J'ai entendu des critiques sur le fait que nous faisions des prévisions à 2070. Je l'ai dit, nous ne prétendons pas prévoir le futur ! Néanmoins, le système de retraite est comme un paquebot : les évolutions sont très lentes et leurs effets ne sont parfois perceptibles qu'à très long terme... Nous faisons aussi des projections sur des durées plus courtes. C'est au lecteur, au législateur, de prendre les éléments qui l'intéressent et lui semblent pertinents. Je ne crois pas que nous devions a priori réduire l'horizon de ces projections, même si elles vont au-delà de ma propre espérance de vie...
J'ai aussi entendu des remarques critiques sur l'utilisation des moyennes. Le COR peut aussi s'exprimer sur la dispersion des retraites, mais il nous faudra beaucoup plus de temps que ce matin... Aujourd'hui, les inégalités entre les retraités sont moins importantes que celles qui existent entre les actifs. En effet, le système est largement contributif - en cela, il reproduit les inégalités de la vie active -, mais il est aussi solidaire, ce qui réduit ces inégalités : je peux par exemple citer le plafonnement des cotisations et des pensions ou encore les nombreux mécanismes qui rehaussent les petites retraites (minimum contributif, ASPA, avantages pour les femmes...). Ainsi, pour les actifs, le rapport entre les revenus du premier et du dernier décile s'élève à 3,9 ; il est de 3,5 pour les retraités. Des éléments de solidarité l'emportent donc, malgré de forts aspects anti-redistributifs.
Vous m'avez interrogé sur les comparaisons internationales. Une personne qui commence sa carrière à 22 ans partira en retraite à 65 ans en France avec une pension complète, lorsque toutes les réformes seront en vigueur, ce qui est un ou deux ans de moins que dans les autres pays. En France, les gens partent donc plus tôt en retraite.
De son côté, le rapport entre le niveau de vie des plus de 65 ans et celui de l'ensemble de la population est sensiblement plus favorable en France pour les ainés que dans les autres pays : ce rapport y atteint 103, tandis qu'il dépasse tout juste 80 en Belgique ou au Royaume-Uni, un niveau proche de celui qui sera atteint en France dans plusieurs années dans le droit actuel. Les comparaisons avec les États-Unis sont moins fiables, parce que beaucoup de retraités travaillent.
Le système de retraite français est donc plus généreux que dans les autres pays, tant en termes d'âge que de niveau des pensions, ce qui explique que sa part dans le PIB est aussi plus élevée. En Allemagne, cette part du système de retraites dans le PIB est inférieure d'environ 4 à 5 points, dont un point s'explique par une convention statistique liée à la manière de prendre en compte les régimes complémentaires.

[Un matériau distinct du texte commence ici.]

//! Contract expiry tracking.
//!
//! Expiry dates are calendar days and stand for midnight UTC of that day. The
//! reference instant keeps its time of day, so the same contract can move
//! between bands over the course of a day.

use chrono::{DateTime, NaiveDate, NaiveTime, TimeDelta, Utc};
use serde::{Deserialize, Serialize};

/// Contracts ending within this many days count as expiring.
pub const EXPIRY_WINDOW_DAYS: i64 = 30;

#[derive(Clone, Debug, Eq, PartialEq, Deserialize, Serialize)]
pub struct Contractor {
    pub id: String,
    pub name: String,
    pub position: String,
    pub contract_expiry: NaiveDate,
}

impl Contractor {
    pub fn expires_at(&self) -> DateTime<Utc> {
        self.contract_expiry.and_time(NaiveTime::MIN).and_utc()
    }

    pub fn status(&self, reference: DateTime<Utc>) -> ContractStatus {
        classify(self.expires_at(), reference)
    }

    pub fn in_expiry_window(&self, reference: DateTime<Utc>) -> bool {
        in_expiry_window(self.expires_at(), reference)
    }
}

#[derive(Clone, Copy, Debug, Eq, PartialEq, Deserialize, Serialize)]
#[serde(rename_all = "snake_case")]
pub enum ContractBand {
    Expired,
    ExpiringSoon,
    Active,
}

impl ContractBand {
    pub fn label(self) -> &'static str {
        match self {
            ContractBand::Expired => "Expired",
            ContractBand::ExpiringSoon => "Expiring Soon",
            ContractBand::Active => "Active",
        }
    }
}

#[derive(Clone, Copy, Debug, Eq, PartialEq, Serialize)]
pub struct ContractStatus {
    pub days_left: i64,
    pub band: ContractBand,
}

/// Whole days until `expiry`, rounded up. A contract that ended an hour ago
/// still has `0` days left; one that ended a day and an hour ago has `-1`.
pub fn days_left(expiry: DateTime<Utc>, reference: DateTime<Utc>) -> i64 {
    let delta = expiry - reference;
    let whole = delta.num_days();
    if delta - TimeDelta::days(whole) > TimeDelta::zero() {
        whole + 1
    } else {
        whole
    }
}

pub fn classify(expiry: DateTime<Utc>, reference: DateTime<Utc>) -> ContractStatus {
    let days_left = days_left(expiry, reference);
    let band = if days_left < 0 {
        ContractBand::Expired
    } else if days_left <= EXPIRY_WINDOW_DAYS {
        ContractBand::ExpiringSoon
    } else {
        ContractBand::Active
    };
    ContractStatus { days_left, band }
}

/// Inclusive on the far edge, so it agrees with [`classify`]: a contract is in
/// the window exactly when its band is not `Active`. Already expired
/// contracts are inside the window.
pub fn in_expiry_window(expiry: DateTime<Utc>, reference: DateTime<Utc>) -> bool {
    expiry <= reference + TimeDelta::days(EXPIRY_WINDOW_DAYS)
}

/// Contracts inside the expiry window, in input order.
pub fn expiring(contractors: &[Contractor], reference: DateTime<Utc>) -> Vec<&Contractor> {
    contractors
        .iter()
        .filter(|contractor| contractor.in_expiry_window(reference))
        .collect()
}

#[derive(Clone, Debug, Serialize)]
pub struct ContractRow {
    #[serde(flatten)]
    pub contractor: Contractor,
    pub status: ContractStatus,
    pub expiring: bool,
}

#[derive(Clone, Debug, Serialize)]
pub struct ContractReport {
    pub rows: Vec<ContractRow>,
    pub expiring_count: usize,
}

impl ContractReport {
    pub fn build(contractors: Vec<Contractor>, reference: DateTime<Utc>) -> Self {
        let rows: Vec<ContractRow> = contractors
            .into_iter()
            .map(|contractor| ContractRow {
                status: contractor.status(reference),
                expiring: contractor.in_expiry_window(reference),
                contractor,
            })
            .collect();
        let expiring_count = rows.iter().filter(|row| row.expiring).count();
        Self {
            rows,
            expiring_count,
        }
    }
}
mod commands;
mod config;
mod render;

use std::process::ExitCode;

use anyhow::Result;
use chrono::NaiveDate;
use clap::{Args, Parser, Subcommand};
use platform_api::ApiClient;
use platform_authz::{AccessClassifier, PolicyEngine};
use platform_obs::{ObsConfig, init_tracing};
use products_hr::{HrModule, onboarding::TaskId};
use tracing::debug;

use crate::{
    commands::{CommandResult, Format, Session, describe_failure, reference_time},
    config::AppConfig,
};

#[derive(Parser, Debug)]
#[command(name = "hr-dashboard", version, about = "Role-gated HR dashboard")]
struct Cli {
    #[command(flatten)]
    global: GlobalArgs,
    #[command(subcommand)]
    command: Command,
}

#[derive(Args, Debug)]
struct GlobalArgs {
    /// Role key or label, e.g. `hr` or "HR Specialist".
    #[arg(short, long, global = true)]
    role: Option<String>,
    #[arg(long, global = true, value_name = "URL", help = "Dashboard API base url")]
    api_url: Option<String>,
    #[arg(long, global = true, help = "Print JSON instead of text")]
    json: bool,
}

#[derive(Subcommand, Debug)]
enum Command {
    /// List the selectable roles.
    Roles,
    /// Show the module grid for the selected role.
    Modules,
    /// Open a module by its exact name.
    Open { module: String },
    /// Contract expiry report.
    Contractors(AsOf),
    /// Contractors whose contract ends within the warning window.
    Expiring(AsOf),
    /// Onboarding checklists.
    Onboarding,
    /// Toggle one onboarding task and print the refreshed list.
    Toggle { staff_id: String, task_id: TaskId },
    /// Documents visible to the selected role.
    Resources,
    #[command(name = "time-off")]
    TimeOff,
    #[command(name = "time-tracking")]
    TimeTracking,
    Groups,
    Entities,
}

#[derive(Args, Debug)]
struct AsOf {
    #[arg(long, value_name = "YYYY-MM-DD", help = "Reference date instead of today")]
    as_of: Option<NaiveDate>,
}

#[tokio::main]
async fn main() -> Result<ExitCode> {
    dotenvy::dotenv().ok();
    let cli = Cli::parse();
    let config = AppConfig::load()?.with_overrides(cli.global.api_url, cli.global.role)?;
    init_tracing(ObsConfig {
        env_filter: config.log_filter.clone(),
        otlp_endpoint: config.otlp_endpoint.clone(),
        ..ObsConfig::default()
    })?;
    debug!(api_url = %config.api_url, role = ?config.role, "configuration loaded");

    let api = ApiClient::new(&config.api_url, config.timeout)?;
    let session = Session {
        hr: HrModule::new(api),
        policy: PolicyEngine::default(),
        classifier: AccessClassifier::default(),
        role: config.role,
        format: if cli.global.json {
            Format::Json
        } else {
            Format::Text
        },
    };

    match run(&session, cli.command).await {
        Ok(output) => {
            print!("{output}");
            Ok(ExitCode::SUCCESS)
        }
        Err(err) => {
            eprint!("{}", describe_failure(&err));
            Ok(ExitCode::FAILURE)
        }
    }
}

async fn run(session: &Session, command: Command) -> CommandResult {
    match command {
        Command::Roles => session.roles(),
        Command::Modules => session.modules(),
        Command::Open { module } => session.open(&module).await,
        Command::Contractors(args) => session.contractors(reference_time(args.as_of), false).await,
        Command::Expiring(args) => session.contractors(reference_time(args.as_of), true).await,
        Command::Onboarding => session.onboarding().await,
        Command::Toggle { staff_id, task_id } => session.toggle(&staff_id, task_id).await,
        Command::Resources => session.resources().await,
        Command::TimeOff => session.time_off().await,
        Command::TimeTracking => session.time_tracking().await,
        Command::Groups => session.groups().await,
        Command::Entities => session.entities().await,
    }
}
//! Streaming bytecode-load pattern detector.
//!
//! The target interpreter's dispatch loop runs a four-step register relay:
//!
//! ```text
//! movzx ecx, byte ptr [rbx+1]   ; load a bytecode byte        -> on_load
//! or    r13d, ecx               ; fold it into the accumulator -> on_or
//! movzx edx, r13b               ; move the low byte to index   -> on_offset_use
//! jmp   [table + rdx*8]
//! ```
//!
//! [`BytecodeLoadDetector`] recognises that relay from the executed instruction
//! stream, one event at a time, without basic-block knowledge. It keeps one
//! [`Candidate`] per register, tags the candidate an OR consumes, and on the
//! terminal zero-extend either confirms the tagged load or discards the window.
//! The candidate table is cleared wholesale on every terminal step, so stale
//! registers never survive into the next dispatch iteration.
//!
//! None of the operations can fail. Events that do not fit the pattern are
//! no-ops, and an empty result log is a valid outcome.
//!
//! # Example
//!
//! ```rust
//! use dispatchscope::{detector::{BytecodeLoadDetector, ConfirmedRead}, x86::X86Register};
//!
//! let mut detector = BytecodeLoadDetector::new(0x400000);
//! detector.on_load(0x401000, 0x7f00_aaaa, X86Register::Ecx);
//! detector.on_or(X86Register::Ecx);
//! detector.on_offset_use();
//!
//! assert_eq!(
//!     detector.confirmed(),
//!     &[ConfirmedRead { load_address: 0x7f00_aaaa, instruction_offset: 0x1000 }]
//! );
//! ```

mod candidate;

pub use candidate::{Candidate, ConfirmedRead, DetectorState};

use log::{debug, trace};

use crate::x86::X86Register;

/// Finite state machine keyed by register identity.
///
/// `R` is an opaque register identifier; equality is the only operation the
/// detector needs from it. The candidate table is a small vector in tagging
/// order, since at most one entry exists per register.
#[derive(Debug, Clone)]
pub struct BytecodeLoadDetector<R = X86Register> {
    image_base: u64,
    candidates: Vec<Candidate<R>>,
    confirmed: Vec<ConfirmedRead>,
    state: DetectorState,
}

impl<R: Copy + Eq> BytecodeLoadDetector<R> {
    /// Creates a detector for an image mapped at `image_base`.
    pub fn new(image_base: u64) -> Self {
        Self {
            image_base,
            candidates: Vec::new(),
            confirmed: Vec::new(),
            state: DetectorState::Idle,
        }
    }

    /// Returns the image base instruction offsets are computed against.
    #[inline]
    pub fn image_base(&self) -> u64 {
        self.image_base
    }

    /// Rebases subsequent instruction offsets, e.g. after the image notification.
    ///
    /// Live candidates keep the offsets they were created with.
    pub fn set_image_base(&mut self, image_base: u64) {
        self.image_base = image_base;
    }

    /// A zero-extending load into `dest` from `load_address`, executed at `instr_address`.
    ///
    /// Supersedes any candidate already held for `dest`.
    pub fn on_load(&mut self, instr_address: u64, load_address: u64, dest: R) {
        self.remove(dest);
        let offset = instr_address.wrapping_sub(self.image_base);
        self.candidates.push(Candidate::new(dest, load_address, offset));
        self.state = DetectorState::Idle;
    }

    /// Any other write to `dest`. Drops its candidate without replacement.
    ///
    /// The accumulator tag only survives the instruction directly after the OR,
    /// so every clobber returns the detector to [`DetectorState::Idle`], whether
    /// or not `dest` held a candidate.
    pub fn on_clobber(&mut self, dest: R) {
        self.remove(dest);
        self.state = DetectorState::Idle;
    }

    /// An OR into the accumulator whose source is `src`.
    ///
    /// Tags the candidate held for `src`. A later OR in the same window retags
    /// its own source; the most recently tagged candidate wins at confirmation.
    pub fn on_or(&mut self, src: R) {
        if let Some(candidate) = self.remove(src) {
            self.candidates.push(candidate.tagged());
            self.state = DetectorState::AccumulatorTagged;
        }
    }

    /// The terminal zero-extend of the accumulator's low byte into the index register.
    ///
    /// Confirms the tagged candidate when the immediately preceding event was a
    /// qualifying OR. The candidate table is cleared either way.
    pub fn on_offset_use(&mut self) {
        if self.state == DetectorState::AccumulatorTagged {
            if let Some(candidate) = self.candidates.iter().rev().find(|c| c.or_tagged) {
                let read = ConfirmedRead::from(candidate);
                debug!(
                    "Confirmed bytecode read {:#x} from instruction {:#x}",
                    read.load_address, read.instruction_offset
                );
                self.confirmed.push(read);
            }
        } else if !self.candidates.is_empty() {
            trace!(
                "Discarding {} stale candidate(s) at untagged offset use",
                self.candidates.len()
            );
        }

        self.candidates.clear();
        self.state = DetectorState::Idle;
    }

    /// Returns the live candidate for `register`, if any.
    pub fn candidate(&self, register: R) -> Option<&Candidate<R>> {
        self.candidates.iter().find(|c| c.register == register)
    }

    /// Returns all live candidates in tagging order.
    #[inline]
    pub fn candidates(&self) -> &[Candidate<R>] {
        &self.candidates
    }

    /// Returns the current detector mode.
    #[inline]
    pub fn state(&self) -> DetectorState {
        self.state
    }

    /// Returns the confirmed reads in execution order.
    #[inline]
    pub fn confirmed(&self) -> &[ConfirmedRead] {
        &self.confirmed
    }

    /// Consumes the detector and returns the confirmed-read log.
    pub fn finalize(self) -> Vec<ConfirmedRead> {
        self.confirmed
    }

    fn remove(&mut self, register: R) -> Option<Candidate<R>> {
        let pos = self.candidates.iter().position(|c| c.register == register)?;
        Some(self.candidates.remove(pos))
    }
}
use std::path::Path;

use anyhow::Context;
use dispatchscope::{detector::ConfirmedRead, output, x86::X86Register, DetectorConfig};

/// Build a detector configuration from CLI register names, keeping defaults for omitted roles.
pub fn build_config(
    output: &Path,
    accumulators: &[String],
    index: Option<&str>,
) -> anyhow::Result<DetectorConfig> {
    let mut config = DetectorConfig::default().with_output(output);

    if !accumulators.is_empty() {
        let regs = accumulators
            .iter()
            .map(|name| X86Register::from_name(name))
            .collect::<dispatchscope::Result<Vec<_>>>()
            .context("invalid --accumulator")?;
        config = config.with_accumulators(regs);
    }

    if let Some(name) = index {
        let reg = X86Register::from_name(name).context("invalid --index")?;
        config = config.with_index(reg);
    }

    config.validate()?;
    Ok(config)
}

/// Load the result lines of a detector output file, ignoring any other lines.
pub fn load_reads(path: &Path) -> anyhow::Result<Vec<ConfirmedRead>> {
    output::scan_confirmed_reads_from_path(path)
        .with_context(|| format!("failed to read detector output: {}", path.display()))
}

/// Extract a display-friendly filename from a path.
pub fn file_display_name(path: &Path) -> String {
    path.file_name().map_or_else(
        || path.display().to_string(),
        |f| f.to_string_lossy().to_string(),
    )
}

Les réformes déjà faites aboutissent à une relative et lente normalisation par rapport aux autres pays. Je note que prélever de la CSG supplémentaire sur certaines retraites revient finalement à baisser les pensions. Tout est affaire de convention statistique...
Nous avons publié en novembre 2017 un rapport présentant le bilan des retraites, régime par régime. Vous y trouverez donc des éléments sur les travailleurs indépendants.
En ce qui concerne les régimes spéciaux et l'étude de l'Ifrap qui conteste non pas les conclusions du COR, mais celles de la Drees, le service statistique des ministères sociaux, je rappelle que celle-ci a réalisé une simulation, visant à appliquer aux fonctionnaires les règles du secteur privé afin d'évaluer les éventuelles iniquités.
Sur l'âge, il est évident que de nombreux fonctionnaires (policiers, pompiers, aides-soignants...) devraient dans ce schéma partir plus tard en retraite, parce qu'ils sont actuellement classés en catégorie active et partent donc aujourd'hui plus tôt. En revanche, certaines femmes fonctionnaires partiraient plus tôt si les règles du privé s'appliquaient à elles, parce que la majoration de durée d'assurance y est plus importante : deux ans contre six mois.
Sur le niveau des pensions, la Drees conclut qu'il serait globalement similaire si les règles du privé s'appliquaient aux fonctionnaires. Il s'agit évidemment d'une moyenne, mais les fonctionnaires qui ont peu de primes gagneraient plutôt à se voir appliquer les règles du privé et ceux qui en ont beaucoup et sont dans la limite du plafond y perdraient.
Ces résultats me paraissent solides. L'Ifrap a fait le même exercice, mais sur un échantillon plus petit et en ne prenant pas en compte les primes, ce qui n'est guère convaincant. Sincèrement, je fais confiance aux services statistiques de mon pays et je ne jette pas la suspicion du simple fait que les études sont réalisées par des fonctionnaires... Le débat est toujours intéressant, mais il doit reposer sur des bases saines de discussion.